The Garden of Gethsemane is the garden where Jesus prayed while his disciples slept the night before His crucifixion. It is just outside the walls of Old Jerusalem at the foot of the Mount of Olives and just across the Kidron Valley from Jerusalem. According to the New Testament, the Garden of Gethsemane was a place Jesus and his disciples often visited which allowed Judas to find him and betray him on the night of his arrest. Gethsemane means, literally, the oil press.
Disciples, Mark and Matthew, recorded that Jesus went to a place called the oil press (Gethsemane) that was well known to Jesus and the disciples because it was close to the natural route from the Temple Mount to the summit of the Mount of Olives and the ridge leading to Bethany. Disciple, Judas Iscariot, the betrayer, arrived with a multitude of soldiers, high priests, Pharisees, and servants to arrest Jesus. Judas identified Jesus by the prearranged signal of a kiss he gave to Jesus.

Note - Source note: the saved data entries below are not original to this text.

//! In-process BM25+ lexical index.
//!
//! BM25+ adds a floor term (`delta`) to the classic BM25 numerator so long
//! documents that do match a term are never scored to zero. Scores are
//! unbounded and non-negative; they are only comparable to other BM25+
//! scores from the same corpus.

use std::collections::HashMap;

use tracing::{debug, info};

use crate::record::{ChunkRecord, Origin, ScoredCandidate};

/// Standard BM25 saturation parameter.
const K1: f32 = 1.5;
/// Standard BM25 length-normalization parameter.
const B: f32 = 0.75;
/// BM25+ additive floor against length-normalization bias.
const DELTA: f32 = 1.0;

/// Per-document statistics kept by the index.
struct DocEntry {
    source_file: String,
    page_number: u32,
    text: String,
    tf: HashMap<String, u32>,
    len: u32,
}

/// Read-only BM25+ index over document chunks.
pub struct Bm25Index {
    docs: Vec<DocEntry>,
    df: HashMap<String, u32>,
    avgdl: f32,
}

impl Bm25Index {
    /// Builds tf/df/length statistics from chunk records.
    pub fn build(records: &[ChunkRecord]) -> Self {
        let mut docs = Vec::with_capacity(records.len());
        let mut df: HashMap<String, u32> = HashMap::new();
        let mut total_len: u64 = 0;

        for record in records {
            let tokens = tokenize(&record.text);
            let len = tokens.len() as u32;
            total_len += u64::from(len);

            let mut tf: HashMap<String, u32> = HashMap::new();
            for token in tokens {
                *tf.entry(token).or_insert(0) += 1;
            }
            for term in tf.keys() {
                *df.entry(term.clone()).or_insert(0) += 1;
            }

            docs.push(DocEntry {
                source_file: record.source_file.clone(),
                page_number: record.page_number,
                text: record.text.clone(),
                tf,
                len,
            });
        }

        let avgdl = if docs.is_empty() {
            0.0
        } else {
            total_len as f32 / docs.len() as f32
        };

        info!("Bm25Index ready: {} docs, avgdl={avgdl:.1}", docs.len());
        Self { docs, df, avgdl }
    }

    /// Scores the query against every document and returns the top-k
    /// matches with non-zero scores, best first. Ties break by document
    /// position so the output is deterministic.
    pub fn search(&self, query: &str, top_k: usize) -> Vec<ScoredCandidate> {
        let query_tokens = tokenize(query);
        if query_tokens.is_empty() || self.docs.is_empty() {
            return Vec::new();
        }
        debug!(
            "bm25 search: {} docs, {} query terms, top_k={top_k}",
            self.docs.len(),
            query_tokens.len()
        );

        let n = self.docs.len() as f32;
        let mut scored: Vec<(usize, f32)> = Vec::new();

        for (idx, doc) in self.docs.iter().enumerate() {
            let mut score = 0.0f32;
            for term in &query_tokens {
                let Some(&f) = doc.tf.get(term) else {
                    continue;
                };
                let f = f as f32;
                let df_term = self.df.get(term).copied().unwrap_or(0) as f32;
                // Smoothed IDF, never negative.
                let idf = (1.0 + (n - df_term + 0.5) / (df_term + 0.5)).ln();
                // BM25+ numerator uses (f + delta) to lessen length bias.
                let norm = (f + DELTA) * (K1 + 1.0)
                    / (f + K1 * (1.0 - B + B * doc.len as f32 / self.avgdl));
                score += idf * norm;
            }
            if score > 0.0 {
                scored.push((idx, score));
            }
        }

        scored.sort_by(|a, b| b.1.total_cmp(&a.1).then(a.0.cmp(&b.0)));
        scored.truncate(top_k);

        scored
            .into_iter()
            .map(|(idx, score)| {
                let doc = &self.docs[idx];
                ScoredCandidate {
                    source_id: doc.source_file.clone(),
                    page: doc.page_number,
                    text: doc.text.clone(),
                    score,
                    origin: Origin::Lexical,
                }
            })
            .collect()
    }
}

/// Lowercased alphanumeric tokens, dropping very short ones.
///
/// Intentionally minimal; stemming and stopword handling belong to a real
/// analyzer, not this index.
fn tokenize(text: &str) -> Vec<String> {
    text.split_whitespace()
        .filter(|w| w.chars().all(char::is_alphanumeric) && w.len() > 2)
        .map(str::to_lowercase)
        .collect()
}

According to the Eastern Orthodox Church tradition, Gethsemane is the garden where the Virgin Mary was buried and was assumed (taken) into heaven after her dormition (falling asleep or death) on Mount Zion.
In 1681 Croatian knights of the Holy Order of Jerusalem bought the Garden of Gethsemane and donated it to the Franciscans, a religious order within the Catholic Church. Today, it sits within the grounds of the Roman Catholic Church of All Nations.
Eight ancient, gnarled olive trees growing in the garden are among the oldest known to science and, according to Italian carbon dating, may be 900 years old. All the tree trunks are hollow inside so the central, older wood is missing and couldn’t be carbon dated in the Italian tests.
In 1982 the University of California carried out carbon dating tests on some root material from Gethsemane. The results indicated that some of the wood could be dated as 2300 years old.
Many believe the trees are the same trees that sheltered Jesus on the night before his crucifixion and they are still producing olives and oil is still being pressed from those olives. When olives are harvested each year, the oil is pressed for Gethsemane’s sanctuary lamps and the pits are used to make rosary beads, given by the Franciscan Custos of the Holy Land to notable pilgrims.
The present Gethsemane trees, however, were not standing at the time of Christ. The historian, Flavius Josephus, reports that all the trees around Jerusalem were cut down by the Romans to make siege equipment before they captured Jerusalem in AD 70.
Gethsemane olive trees are possibly descendants of one that was in the garden at the time of Christ. This is because when an olive tree is cut down, shoots will come back from the roots to create a new tree.
The Garden of Gethsemane is very small, about 3/10 of an acre. The garden’s 8 ancient olive trees are behind a fence of iron tracery with Byzantine motifs. The fence is around the perimeter of the garden and prevents visitors from walking the paths between trees.
Young local boys stood at the entrance to the garden and sold maps. Commerce is everywhere in Israel.